Structured responses

When analyzing video content to generate summaries or open-ended text, you can request structured JSON responses. This feature allows you to retrieve predictable, machine-readable outputs.

Key features:

  • Control response structure: Define exactly how you want your video analysis results formatted using JSON schemas.
  • Process responses programmatically: Eliminate manual parsing by receiving data in predictable, machine-readable formats.
  • Validate data automatically: Ensure response fields meet your requirements with built-in type and format validation.
  • Stream structured content: Get real-time JSON responses as analysis progresses without waiting for completion.
  • Integrate seamlessly: Connect video analysis directly into your existing data pipelines and applications.

Use cases:

  • Directly populate data into databases: Store video analysis results in structured tables without manual formatting.
  • Create automated reports: Generate consistent video summaries and insights for business intelligence dashboards.
  • Build content recommendation systems: Extract keywords and topics to power personalized content suggestions.
  • Populate content management systems: Auto-generate video titles, descriptions, and tags in your CMS workflow.
  • Facilitate search and filtering: Organize video metadata to make content discoverable across your platform

Prerequisites

Examples

The examples in this section show how to request structured JSON responses when analyzing video content to generate open-ended text and summaries.

1text = client.analyze(
2 video_id="<YOUR_VIDEO_ID>",
3 prompt="<YOUR_PROMPT>",
4 max_tokens=2048,
5 response_format=ResponseFormat(
6 json_schema={
7 "type": "object",
8 "properties": {
9 "title": {"type": "string"},
10 "summary": {"type": "string"},
11 "keywords": {"type": "array", "items": {"type": "string"}},
12 },
13 },
14 ),
15)
16print(text.data)
17print (f"Finish reason: {text.finish_reason}")

Understanding the schema structure

The examples above use the same JSON schema to demonstrate how structured responses work:

1{
2 "type": "object",
3 "properties": {
4 "title": {"type": "string"},
5 "summary": {"type": "string"},
6 "keywords": {"type": "array", "items": {"type": "string"}}
7 }
8}

This schema defines three fields that the video analysis will populate:

  • title: A string field for the video title.
  • summary: A string field for the video summary.
  • keywords: An array of strings for relevant keywords.

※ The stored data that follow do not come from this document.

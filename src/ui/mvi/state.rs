//! Base trait for UI state.

/// Marker trait for UI state objects.
///
/// States are replaced, never mutated in place: `Clone` produces the next
/// value, `PartialEq` lets observers detect changes, and `Default` is the
/// initial value a store starts from.
pub trait UiState: Clone + PartialEq + Default + Send + Sync + 'static {}
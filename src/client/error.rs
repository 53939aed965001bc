//! Failure classification for search requests.

use thiserror::Error;

/// Maximum number of characters of a non-2xx body kept in the message.
pub const BODY_EXCERPT_CHARS: usize = 200;

/// Bytes of a non-2xx body read before the rest is discarded.
pub const ERROR_BODY_READ_LIMIT: usize = 4 * 1024;

/// Coarse failure category.
#[derive(Debug, Clone, Copy, PartialEq, Eq)]
pub enum ErrorKind {
    /// Transport-level failure: unreachable host, timeout, reset.
    Network,
    /// Server answered with a non-2xx status.
    Http,
    /// 2xx response whose payload could not be decoded.
    Decode,
}

/// Errors that can occur while executing a search.
#[derive(Debug, Clone, Error, PartialEq, Eq)]
pub enum SearchError {
    #[error("Network error: {message}")]
    Network { message: String },

    #[error("HTTP {status}: {excerpt}")]
    Http { status: u16, excerpt: String },

    #[error("Malformed response: {message}")]
    Decode { message: String },
}

impl SearchError {
    pub fn kind(&self) -> ErrorKind {
        match self {
            SearchError::Network { .. } => ErrorKind::Network,
            SearchError::Http { .. } => ErrorKind::Http,
            SearchError::Decode { .. } => ErrorKind::Decode,
        }
    }

    /// Get error type string for log fields
    pub fn error_type(&self) -> &'static str {
        match self.kind() {
            ErrorKind::Network => "network_error",
            ErrorKind::Http => "http_error",
            ErrorKind::Decode => "decode_error",
        }
    }

    /// Build an `Http` error, shortening the response body.
    pub fn http(status: u16, body: &str) -> Self {
        SearchError::Http {
            status,
            excerpt: body_excerpt(body),
        }
    }

    /// Classify a transport error from reqwest.
    pub fn from_transport(err: &reqwest::Error) -> Self {
        let message = if err.is_timeout() {
            format!("request timed out: {}", err)
        } else if err.is_connect() {
            format!("connection failed: {}", err)
        } else {
            err.to_string()
        };
        SearchError::Network { message }
    }
}

/// Collapse whitespace and cut the body to [`BODY_EXCERPT_CHARS`] characters.
pub fn body_excerpt(body: &str) -> String {
    let collapsed = body.split_whitespace().collect::<Vec<_>>().join(" ");
    if collapsed.is_empty() {
        return "<empty body>".to_string();
    }

    match collapsed.char_indices().nth(BODY_EXCERPT_CHARS) {
        Some((cut, _)) => format!("{}…", &collapsed[..cut]),
        None => collapsed,
    }
}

Note that the examples also set the max_tokens parameter to 2048 to limit the length of the response and reduce the risk of truncation when generating structured JSON responses. You can adjust this value up to the platform’s maximum token limit of 4096 tokens.

You can define the schema to match your specific data requirements.

Best practices

  • Start with simple schemas: Begin with basic object structures and add complexity only when needed.
  • Keep field names descriptive: Use clear, consistent naming conventions for schema properties to make your code more maintainable.
  • Mark essential fields as required: Use the required property to specify fields that must be present. This ensures critical data is always included in responses.
  • Handle truncated responses: For open-ended analysis, always check the finish_reason field in your code. When it equals length, use the max_tokens parameter to request shorter content, and implement retry logic to avoid incomplete JSON.
  • Validate responses client-side: Parse and validate the JSON response in your application to catch any formatting issues before processing the data.
  • Test schemas thoroughly: Validate your schema with sample data before deploying to production. Use different video types and content lengths to ensure reliability.

JSON schema requirements

Your schema must adhere to the JSON Schema Draft 2020-12 specification and must meet the requirements below:

  • Supported data types: array, boolean, integer, null, number, object, and string.
  • Schema constraints: Use validation keywords like pattern for strings, minimum and maximum for integers, required for objects, and minItems for arrays (accepts only 0 or 1).
  • Schema composition: You can only use anyOf for combining schemas.
  • References: Define subschemas in $defs and reference them with valid $ref URIs pointing to internal subschemas.

For complete schema specifications, see the json_schema field in the API reference section.